You have some choices when it comes to uuids.
The first choice is if you want the _id generated client side(node, browser, etc..), or by couch. It sounds like you want to generate your own uuid on the client side. That is fine. Just stick the result of your function into the _id field of the doc you save to couchdb. Couch will just use that.
You could have couch create the id. Couchdb only generates a _id if you don't choose one for yourself. Couchdb by default uses a 'sequential' uuid generation algorithm. You can change the algorithm to others via futon and config. There is a section called 'uuids' with a key of 'algorithm'. You can see the source for these algorithms here:
https://github.com/apache/couchdb/blob/master/src/couchdb/couch_uuids.erl
With descriptions about them here:
http://wiki.apache.org/couchdb/HttpGetUuids?highlight=%28utc%5C_random%29
As you can see the utc_random function is very similiar to your suggestion. But if you wanted your own,If you were inclined you could add you algorithm on the serverside and recompile couch.
The second part of your question is about the performance of choosing different algorithms. I am going to quote Dave Cottlehuber from a user list post:
CouchDB will have best insert time when your doc ids are
continually increasing, as this minimises rewrites to the b~tree. This
will also help
your view build time for the same reason, and also minimises wasted doc space,
although that would also be recovered during compaction.
So both your algorithm and the utc_random should be fine as they doc ids are continually increasing do to the seemingly helpful one direction of time.
I would recommend sticking with the UUID that CouchDB generates for you, but you can configure the server to use utc_random which will prefix a timestamp which you can sort your records by.
http://wiki.apache.org/couchdb/HttpGetUuids
Should I be generating the id of the documents in a CouchDB or should I depend on CouchDB to generate it? What are the advantages or disadvantages in these approaches? Is there any performance implications on any of these options?
There is no difference as far as CouchDB is concerned. Frederick is right that sequential ids are slightly faster. If you query /_uuids?count=10 you will notice that the UUIDs are sequential (by default).

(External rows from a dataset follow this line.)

use std::{env, path::Path, time::Duration};

use serde::Deserialize;

use crate::{
    errors::{constants::*, Result},
    tts::{
        settings::VoiceSettings,
        speaker::{Emotion, Speaker},
    },
};

#[derive(Deserialize, Debug, Clone, PartialEq)]
pub struct Config {
    pub api_key: Option<String>,
    #[serde(default = "default_endpoint")]
    pub endpoint: String,
    pub otel_http_url: Option<String>,
    pub request_timeout_secs: Option<u64>,
    #[serde(default)]
    pub voice: VoiceConfig,
}

#[derive(Deserialize, Debug, Clone, PartialEq)]
#[serde(default)]
pub struct VoiceConfig {
    pub speaker: Speaker,
    pub emotion: Emotion,
    pub emotion_level: i32,
    pub pitch: i32,
    pub speed: i32,
    pub volume: i32,
}

fn default_endpoint() -> String {
    DEFAULT_ENDPOINT.to_string()
}

impl Default for VoiceConfig {
    fn default() -> Self {
        Self {
            speaker: Speaker::Show,
            emotion: Emotion::None,
            emotion_level: DEFAULT_EMOTION_LEVEL,
            pitch: DEFAULT_PITCH,
            speed: DEFAULT_SPEED,
            volume: DEFAULT_VOLUME,
        }
    }
}

impl Default for Config {
    fn default() -> Self {
        Self {
            api_key: None,
            endpoint: default_endpoint(),
            otel_http_url: None,
            request_timeout_secs: None,
            voice: VoiceConfig::default(),
        }
    }
}

impl Config {
    /// Load `path` if it exists, otherwise build the config from the environment.
    /// `VOICETEXT_API_KEY` fills in a key missing from the file.
    pub fn load(path: impl AsRef<Path>) -> Result<Self> {
        let path = path.as_ref();
        let mut config = if path.exists() {
            tracing::debug!(path = %path.display(), "Loading config file");
            toml::from_str::<Config>(&std::fs::read_to_string(path)?)?
        } else {
            Self::from_env()
        };

        if config.api_key.is_none() {
            config.api_key = env::var(ENV_API_KEY).ok();
        }

        Ok(config)
    }

    pub fn from_env() -> Self {
        Self {
            api_key: env::var(ENV_API_KEY).ok(),
            endpoint: env::var(ENV_ENDPOINT).unwrap_or_else(|_| default_endpoint()),
            otel_http_url: env::var(ENV_OTEL_HTTP_URL).ok(),
            ..Default::default()
        }
    }

    pub fn request_timeout(&self) -> Option<Duration> {
        self.request_timeout_secs.map(Duration::from_secs)
    }

    /// Settings seeded from this config. Out-of-range values are clamped.
    pub fn voice_settings(&self) -> VoiceSettings {
        let mut settings = VoiceSettings::new();
        if let Some(api_key) = &self.api_key {
            settings.set_api_key(api_key.as_bytes());
        }
        settings.set_speaker(self.voice.speaker);
        settings.set_emotion(self.voice.emotion);
        settings.set_emotion_level(self.voice.emotion_level);
        settings.set_pitch(self.voice.pitch);
        settings.set_speed(self.voice.speed);
        settings.set_volume(self.voice.volume);
        settings.take_changes();
        settings
    }
}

However, even with random IDs, once you run compaction, they will all be in the "right" order internally in the .couch file and at that point there is no difference. So in the long run, I don't usually worry about it.
The main thing is that you should use mostly sequential ids. As this article and this bit of the couchdb book explain, using random ids results in a much less efficient structure internally, both speed wise and in terms of space used on disc.

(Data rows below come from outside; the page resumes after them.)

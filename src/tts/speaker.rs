use std::{fmt, str::FromStr};

use serde::{Deserialize, Serialize};

use crate::errors::VoiceTextError;

/// Voice persona served by the VoiceText API.
#[derive(Clone, Copy, Debug, Default, PartialEq, Eq, Hash, Serialize, Deserialize)]
#[serde(rename_all = "lowercase")]
pub enum Speaker {
    #[default]
    Show,
    Haruka,
    Hikari,
    Takeru,
}

impl Speaker {
    pub const ALL: [Speaker; 4] = [
        Speaker::Show,
        Speaker::Haruka,
        Speaker::Hikari,
        Speaker::Takeru,
    ];

    /// Value sent in the `speaker` form field.
    pub fn as_str(&self) -> &'static str {
        match self {
            Speaker::Show => "show",
            Speaker::Haruka => "haruka",
            Speaker::Hikari => "hikari",
            Speaker::Takeru => "takeru",
        }
    }

    /// `show` ignores emotion parameters.
    pub fn supports_emotion(&self) -> bool {
        *self != Speaker::Show
    }
}

impl fmt::Display for Speaker {
    fn fmt(&self, f: &mut fmt::Formatter<'_>) -> fmt::Result {
        f.write_str(self.as_str())
    }
}

impl FromStr for Speaker {
    type Err = VoiceTextError;

    fn from_str(s: &str) -> Result<Self, Self::Err> {
        Speaker::ALL
            .into_iter()
            .find(|speaker| speaker.as_str().eq_ignore_ascii_case(s))
            .ok_or_else(|| VoiceTextError::invalid_input(format!("Unknown speaker: {}", s)))
    }
}

/// Expressive tone. Only honored for speakers other than [`Speaker::Show`].
#[derive(Clone, Copy, Debug, Default, PartialEq, Eq, Hash, Serialize, Deserialize)]
#[serde(rename_all = "lowercase")]
pub enum Emotion {
    #[default]
    None,
    Happiness,
    Anger,
    Sadness,
}

impl Emotion {
    pub const ALL: [Emotion; 4] = [
        Emotion::None,
        Emotion::Happiness,
        Emotion::Anger,
        Emotion::Sadness,
    ];

    /// Value sent in the `emotion` form field, `None` when the field is omitted.
    pub fn api_value(&self) -> Option<&'static str> {
        match self {
            Emotion::None => None,
            Emotion::Happiness => Some("happiness"),
            Emotion::Anger => Some("anger"),
            Emotion::Sadness => Some("sadness"),
        }
    }
}

impl fmt::Display for Emotion {
    fn fmt(&self, f: &mut fmt::Formatter<'_>) -> fmt::Result {
        f.write_str(self.api_value().unwrap_or("none"))
    }
}

impl FromStr for Emotion {
    type Err = VoiceTextError;

    fn from_str(s: &str) -> Result<Self, Self::Err> {
        Emotion::ALL
            .into_iter()
            .find(|emotion| emotion.to_string().eq_ignore_ascii_case(s))
            .ok_or_else(|| VoiceTextError::invalid_input(format!("Unknown emotion: {}", s)))
    }
}

#[cfg(test)]
mod tests {
    use super::*;

    #[test]
    fn test_speaker_api_values() {
        let values: Vec<_> = Speaker::ALL.iter().map(Speaker::as_str).collect();
        assert_eq!(values, ["show", "haruka", "hikari", "takeru"]);
    }

    #[test]
    fn test_speaker_from_str() {
        assert_eq!("Haruka".parse::<Speaker>().unwrap(), Speaker::Haruka);
        assert_eq!("takeru".parse::<Speaker>().unwrap(), Speaker::Takeru);
        assert!("bob".parse::<Speaker>().is_err());
    }

    #[test]
    fn test_emotion_api_values() {
        assert_eq!(Emotion::None.api_value(), None);
        assert_eq!(Emotion::Happiness.api_value(), Some("happiness"));
        assert_eq!(Emotion::Anger.api_value(), Some("anger"));
        assert_eq!(Emotion::Sadness.api_value(), Some("sadness"));
    }

    #[test]
    fn test_emotion_from_str() {
        assert_eq!("none".parse::<Emotion>().unwrap(), Emotion::None);
        assert_eq!("SADNESS".parse::<Emotion>().unwrap(), Emotion::Sadness);
        assert!("joy".parse::<Emotion>().is_err());
    }

    #[test]
    fn test_serde_lowercase() {
        #[derive(Deserialize)]
        struct Voice {
            speaker: Speaker,
            emotion: Emotion,
        }

        let voice: Voice = toml::from_str("speaker = \"hikari\"\nemotion = \"anger\"").unwrap();
        assert_eq!(voice.speaker, Speaker::Hikari);
        assert_eq!(voice.emotion, Emotion::Anger);
    }
}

Self generated ids are almost impossible to deal with if you have two or more separated instances of your app. Because the synchronisation between the different instances is not instantaneous. A solution for this can be to have one server dedicated to generate (or check the availability of) the ids, for example using a SQL database, and acting as a gate for document creation.
On the other hand, if you have only one server and will never need more, there is one advantage I find interesting to self generated uids: since they have to be unique, you can use them in urls. For instance take the slug of the title of a blog post as the _id.
Performance-wise, the CouchDB's generated ids are pretty long so if your own ids are shorter, you will save significant disk space (assuming you have a looot of documents).
Both answers above tell about PROS of sequential IDs.
Here is a major problem arose by sequential IDs.
Predictability of other IDs in documents using a single ID.
Due to this we can't use sequential IDs in application URLs as identifiers due to other IDs being predictable using one ID, and using as url authentication is also not possible.( As done by file sharing services).